#### Work task:
What you return must be the lines of the data that hold the word "impl".

----- Records provided -----

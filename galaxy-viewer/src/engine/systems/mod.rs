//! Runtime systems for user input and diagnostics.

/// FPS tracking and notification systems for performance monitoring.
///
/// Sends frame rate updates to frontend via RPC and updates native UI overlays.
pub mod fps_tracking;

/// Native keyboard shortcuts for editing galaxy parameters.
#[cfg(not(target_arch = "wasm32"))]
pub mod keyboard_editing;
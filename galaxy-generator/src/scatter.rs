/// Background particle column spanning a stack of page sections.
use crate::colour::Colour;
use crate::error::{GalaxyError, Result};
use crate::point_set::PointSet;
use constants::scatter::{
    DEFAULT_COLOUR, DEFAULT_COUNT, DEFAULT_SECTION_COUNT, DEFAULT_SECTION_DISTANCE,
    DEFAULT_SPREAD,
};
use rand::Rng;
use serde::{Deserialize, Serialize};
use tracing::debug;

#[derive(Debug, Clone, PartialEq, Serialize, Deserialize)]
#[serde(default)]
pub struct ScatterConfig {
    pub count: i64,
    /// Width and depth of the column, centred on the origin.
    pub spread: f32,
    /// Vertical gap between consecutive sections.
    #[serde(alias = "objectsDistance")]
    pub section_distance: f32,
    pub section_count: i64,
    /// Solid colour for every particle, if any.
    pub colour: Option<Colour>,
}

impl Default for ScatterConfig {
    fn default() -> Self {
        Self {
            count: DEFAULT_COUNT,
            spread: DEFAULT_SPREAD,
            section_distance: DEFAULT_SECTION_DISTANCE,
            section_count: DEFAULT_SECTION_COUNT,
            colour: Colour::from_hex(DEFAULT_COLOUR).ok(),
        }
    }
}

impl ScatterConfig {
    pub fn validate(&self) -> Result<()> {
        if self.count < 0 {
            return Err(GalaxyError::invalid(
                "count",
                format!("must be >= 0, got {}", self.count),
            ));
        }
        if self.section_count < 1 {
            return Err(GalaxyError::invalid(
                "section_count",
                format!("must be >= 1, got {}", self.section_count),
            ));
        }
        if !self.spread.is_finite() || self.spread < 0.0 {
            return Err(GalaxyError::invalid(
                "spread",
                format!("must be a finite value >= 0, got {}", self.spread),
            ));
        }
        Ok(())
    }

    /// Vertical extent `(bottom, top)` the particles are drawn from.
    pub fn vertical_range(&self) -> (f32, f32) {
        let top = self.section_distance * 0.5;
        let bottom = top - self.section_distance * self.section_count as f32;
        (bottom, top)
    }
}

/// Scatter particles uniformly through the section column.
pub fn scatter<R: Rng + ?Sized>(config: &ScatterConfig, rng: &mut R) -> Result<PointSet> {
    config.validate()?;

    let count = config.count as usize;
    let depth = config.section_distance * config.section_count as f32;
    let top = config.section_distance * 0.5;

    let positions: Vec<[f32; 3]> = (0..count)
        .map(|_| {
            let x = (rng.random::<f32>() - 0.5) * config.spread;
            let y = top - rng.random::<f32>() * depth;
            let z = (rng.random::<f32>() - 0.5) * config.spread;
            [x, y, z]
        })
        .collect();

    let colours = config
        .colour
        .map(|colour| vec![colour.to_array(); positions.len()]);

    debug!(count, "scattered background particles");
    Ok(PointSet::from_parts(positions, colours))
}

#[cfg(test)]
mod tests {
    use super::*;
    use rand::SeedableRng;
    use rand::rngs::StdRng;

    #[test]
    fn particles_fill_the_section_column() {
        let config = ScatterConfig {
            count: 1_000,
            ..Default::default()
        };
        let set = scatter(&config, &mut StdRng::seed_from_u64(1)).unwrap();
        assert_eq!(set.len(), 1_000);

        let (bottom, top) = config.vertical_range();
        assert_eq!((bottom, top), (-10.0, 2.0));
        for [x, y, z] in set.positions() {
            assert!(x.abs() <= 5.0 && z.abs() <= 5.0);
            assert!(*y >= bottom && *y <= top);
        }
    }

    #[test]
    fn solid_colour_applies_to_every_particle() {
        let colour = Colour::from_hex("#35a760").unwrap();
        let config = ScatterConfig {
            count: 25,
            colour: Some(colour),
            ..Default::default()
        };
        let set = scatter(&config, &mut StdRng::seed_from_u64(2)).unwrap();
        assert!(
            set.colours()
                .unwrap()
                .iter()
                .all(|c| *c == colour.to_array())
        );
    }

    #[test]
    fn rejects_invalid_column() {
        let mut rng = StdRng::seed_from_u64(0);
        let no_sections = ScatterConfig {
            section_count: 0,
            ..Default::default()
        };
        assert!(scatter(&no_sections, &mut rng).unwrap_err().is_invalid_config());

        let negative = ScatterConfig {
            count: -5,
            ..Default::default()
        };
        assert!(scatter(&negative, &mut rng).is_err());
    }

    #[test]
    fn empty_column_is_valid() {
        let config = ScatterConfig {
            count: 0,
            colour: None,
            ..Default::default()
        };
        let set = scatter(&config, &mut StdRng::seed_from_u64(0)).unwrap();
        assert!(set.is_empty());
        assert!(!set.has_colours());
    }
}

-----

#### Answer area:
impl Default for ScatterConfig {
impl ScatterConfig {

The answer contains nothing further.